Remember, it’s only a game…
Scarlett Dragna has never left the tiny island where she and her sister, Tella, live with their powerful, and cruel, father. Now Scarlett’s father has arranged a marriage for her, and Scarlett thinks her dreams of seeing Caraval—the faraway, once-a-year performance where the audience participates in the show—are over.
But this year, Scarlett’s long-dreamt-of invitation finally arrives. With the help of a mysterious sailor, Tella whisks Scarlett away to the show. Only, as soon as they arrive, Tella is kidnapped by Caraval’s mastermind organizer, Legend. It turns out that this season’s Caraval revolves around Tella, and whoever finds her first is the winner.
Scarlett has been told that everything that happens during Caraval is only an elaborate performance. Nevertheless she becomes enmeshed in a game of love, heartbreak, and magic. And whether Caraval is real or not, Scarlett must find Tella before the five nights of the game are over or a dangerous domino effect of consequences will be set off, and her beloved sister will disappear forever.
Welcome, welcome to Caraval…beware of getting swept too far away.
Description taken from Goodreads.
I think Caraval is a much-needed reminder to all of us in the book blogosphere and the greater reader world that sometimes, the hype is not real. In retrospect, I probably should’ve checked the reviews on this one from blogger friends I know and love before getting excited about it, but it seemed like everyone was so ecstatic about it. Not so, if you haven’t read the book yet but are thinking about it. (Don’t do it. Even The Crown’s Game has Caraval beat here)
I’m not nearly as angry about this book as some people are, so I’ll let them do the rage reviewing–Emma has a pretty great and very valid one here–and keep this relatively short.
Caraval started out promising. The right character elements seemed to be there from the get-go. There was the sisterly bond between Scarlett and Tella, the mysterious and charming sailor Julian, and the arranged marriage to the count. Not terribly original, but I enjoyed the nuances to the relationships and the twists to the tropes.
Scarlett and Tella’s bond meant that they made hard choices for each other.

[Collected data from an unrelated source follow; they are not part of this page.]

use std::sync::Arc;
use std::time::Duration;

use ash::vk;

use super::{Device, Image, ImageDesc, RhiError, Semaphore, Surface};

pub struct Swapchain {
    pub(crate) raw: vk::SwapchainKHR,
    pub(crate) func_loader: ash::extensions::khr::Swapchain,

    pub images: Vec<Image>,
    pub extent: vk::Extent2D,
    pub format: vk::Format,
    pub enable_vsync: bool,

    // since the device and surface are only valid if and only if the
    // swapchain is valid, keep an atomic reference counter here to avoid
    // incorrect dropping.
    #[allow(dead_code)]
    pub(crate) device: Arc<Device>,
    #[allow(dead_code)]
    pub(crate) surface: Arc<Surface>,
}

impl Swapchain {
    pub fn builder() -> SwapchainBuilder {
        Default::default()
    }

    pub fn images(&self) -> &[Image] {
        &self.images
    }

    /// Acquire the next presentable image, signaling `signal` once it is
    /// actually available. Returns the image index and whether the
    /// swapchain is suboptimal for the surface.
    pub fn acquire_next_image(
        &self,
        timeout: Duration,
        signal: &Semaphore,
    ) -> anyhow::Result<(u32, bool), RhiError> {
        unsafe {
            match self.func_loader.acquire_next_image(
                self.raw,
                timeout.as_nanos() as u64,
                signal.raw,
                vk::Fence::null(),
            ) {
                Ok((index, suboptimal)) => Ok((index, suboptimal)),
                Err(vk::Result::ERROR_OUT_OF_DATE_KHR) => Err(RhiError::SwapchainOutOfDate),
                Err(vk::Result::TIMEOUT) | Err(vk::Result::NOT_READY) => {
                    Err(RhiError::AcquireTimeout)
                }
                Err(err) => Err(RhiError::Vulkan { err }),
            }
        }
    }

    fn enumerate_available_surface_formats(
        device: &Arc<Device>,
        surface: &Arc<Surface>,
    ) -> anyhow::Result<Vec<vk::SurfaceFormatKHR>> {
        unsafe {
            Ok(surface
                .func_loader
                .get_physical_device_surface_formats(device.physical_device.raw, surface.raw)?)
        }
    }

    fn enumerate_available_surface_capabilities(
        device: &Arc<Device>,
        surface: &Arc<Surface>,
    ) -> anyhow::Result<vk::SurfaceCapabilitiesKHR> {
        unsafe {
            Ok(surface
                .func_loader
                .get_physical_device_surface_capabilities(device.physical_device.raw, surface.raw)?)
        }
    }

    fn enumerate_available_surface_present_modes(
        device: &Arc<Device>,
        surface: &Arc<Surface>,
    ) -> anyhow::Result<Vec<vk::PresentModeKHR>> {
        unsafe {
            Ok(surface
                .func_loader
                .get_physical_device_surface_present_modes(device.physical_device.raw, surface.raw)?)
        }
    }

    fn pick_suitable_surface_format(
        device: &Arc<Device>,
        surface: &Arc<Surface>,
    ) -> anyhow::Result<vk::SurfaceFormatKHR> {
        let surface_formats = Self::enumerate_available_surface_formats(device, surface)?;

        let picked = match surface_formats.len() {
            0 => unreachable!(),
            // if there is only one format with vk::Format::UNDEFINED,
            // there is no preferred format, so we assume VK_FORMAT_B8G8R8A8_UNORM
            1 if surface_formats[0].format == vk::Format::UNDEFINED => vk::SurfaceFormatKHR {
                format: vk::Format::B8G8R8A8_UNORM,
                color_space: surface_formats[0].color_space,
            },
            _ => *surface_formats
                .iter()
                // prefer format VK_FORMAT_B8G8R8A8_UNORM
                .find(|format| format.format == vk::Format::B8G8R8A8_UNORM)
                .unwrap_or(&surface_formats[0]),
        };

        Ok(picked)
    }

    fn new(
        builder: SwapchainBuilder,
        device: &Arc<Device>,
        surface: &Arc<Surface>,
    ) -> anyhow::Result<Self> {
        let surface_capabilities = Self::enumerate_available_surface_capabilities(device, surface)?;

        // triple-buffering for swapchain images
        let mut image_count = 3.max(surface_capabilities.min_image_count);
        if surface_capabilities.max_image_count != 0 {
            image_count = image_count.min(surface_capabilities.max_image_count);
        }

        let image_resolution = match surface_capabilities.current_extent.width {
            u32::MAX => builder.extent,
            _ => surface_capabilities.current_extent,
        };

        if 0 == image_resolution.width || 0 == image_resolution.height {
            anyhow::bail!("Swapchain resolution can NOT be zero!");
        }

        // choose present modes by vsync, the one at the front will be chosen
        // first if they are both supported by the surface.
        let present_modes = if builder.enable_vsync {
            vec![vk::PresentModeKHR::FIFO_RELAXED, vk::PresentModeKHR::FIFO]
        } else {
            vec![vk::PresentModeKHR::MAILBOX, vk::PresentModeKHR::IMMEDIATE]
        };

        let surface_supported_present_modes =
            Self::enumerate_available_surface_present_modes(device, surface)?;

        let present_mode = present_modes
            .into_iter()
            .find(|pm| surface_supported_present_modes.contains(pm))
            .unwrap_or(vk::PresentModeKHR::FIFO);

        let surface_transform = if surface_capabilities
            .supported_transforms
            .contains(vk::SurfaceTransformFlagsKHR::IDENTITY)
        {
            vk::SurfaceTransformFlagsKHR::IDENTITY
        } else {
            surface_capabilities.current_transform
        };

        let surface_format = Self::pick_suitable_surface_format(device, surface)
            .expect("Failed to pick a suitable surface format!");

        let image_usage =
            vk::ImageUsageFlags::COLOR_ATTACHMENT | vk::ImageUsageFlags::TRANSFER_DST;

        let swapchain_ci = vk::SwapchainCreateInfoKHR::builder()
            .surface(surface.raw)
            .min_image_count(image_count)
            .image_color_space(surface_format.color_space)
            .image_format(surface_format.format)
            .image_extent(image_resolution)
            .image_usage(image_usage)
            .image_sharing_mode(vk::SharingMode::EXCLUSIVE)
            .pre_transform(surface_transform)
            .composite_alpha(vk::CompositeAlphaFlagsKHR::OPAQUE)
            .present_mode(present_mode)
            .clipped(true)
            .image_array_layers(1)
            .build();

        let func_loader =
            ash::extensions::khr::Swapchain::new(&device.instance.raw, &device.raw);
        let swapchain = unsafe { func_loader.create_swapchain(&swapchain_ci, None) }
            .expect("Failed to create swapchain!");
        glog::trace!("Vulkan swapchain created!");

        // fetch images from swapchain
        let raw_images = unsafe { func_loader.get_swapchain_images(swapchain) }
            .expect("Failed to get swapchain images!");

        // directly construct images, swapchain images own no allocation
        let images: Vec<_> = raw_images
            .into_iter()
            .map(|raw| Image {
                raw,
                allocation: None,
                desc: ImageDesc::new_2d(
                    [image_resolution.width, image_resolution.height],
                    surface_format.format,
                )
                .usage_flags(image_usage),
            })
            .collect();

        Ok(Self {
            raw: swapchain,
            func_loader,
            images,
            extent: image_resolution,
            format: surface_format.format,
            enable_vsync: builder.enable_vsync,

            device: device.clone(),
            surface: surface.clone(),
        })
    }
}

pub struct SwapchainBuilder {
    pub extent: vk::Extent2D,
    pub enable_vsync: bool,
}

impl Default for SwapchainBuilder {
    fn default() -> Self {
        Self {
            extent: vk::Extent2D {
                width: 0,
                height: 0,
            },
            enable_vsync: true,
        }
    }
}

impl SwapchainBuilder {
    pub fn extent(mut self, extent: [u32; 2]) -> Self {
        self.extent = vk::Extent2D::builder()
            .width(extent[0])
            .height(extent[1])
            .build();
        self
    }

    pub fn enable_vsync(mut self, enable_vsync: bool) -> Self {
        self.enable_vsync = enable_vsync;
        self
    }

    pub fn build(
        self,
        device: &Arc<Device>,
        surface: &Arc<Surface>,
    ) -> anyhow::Result<Swapchain> {
        Swapchain::new(self, device, surface)
    }
}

The mysterious sailor Julian, despite seeming like all charm and no brain, was willing to risk taking the sisters away from the island in order to save them from their abusive father.
Scarlett loved her sister, wanted to escape, and had enough of an open mind that she was willing to go into a seemingly promising arranged marriage. This was the one that surprised me and reassured my hopes for the book. It’s an idea that we see so rarely (and by rarely, I mean never) in YA. It’s written into the YA Heroine Handbook to always reject an arranged marriage, no matter how important it is, how happy the marriage could be, or how few other options there are. But Scarlett defied that idea, and I appreciated her logic and focus in handling reality.
The irony is unreal.
The warning sign that things weren’t going to go my way was Scarlett’s logic and focus. Even when Caraval was upon Julian and Scarlett, she refused to give up on her sister. If it had been toned down, I would’ve liked her resolve, but it turned into TellaTellaTellaTellaTella 24/7 even as the world becomes life or death around her. And the only thing that stops it? Her thought process turning into JulianJulianJulianJulianJulian.
That was when everything started falling apart. I would liken it to seeing through Caraval, but there wasn’t much of Caraval to see through. Too much of it was muddy, ill-defined, unoriginal, or just plain weird. I stopped trying to keep track of all the things that were going on about halfway through the story because I couldn’t take all the characters and all the drama and all the contrived world-building. Maybe I would’ve liked it more if so much wasn’t going on? And the main plot + ending made sense? Then again, the main characters mostly left me scratching my head as well, just carbon copies of characters from other stories. Scarlett’s a special snowflake who’s completely oblivious, and Julian’s “twist” was obvious as soon as they entered Caraval.
The one good thing that came out of this was that I was reminded of Erin Morgenstern’s The Night Circus, which has had its legitimate claim to its hype many times over. As for this one, I would definitely pass. 1.5 stars.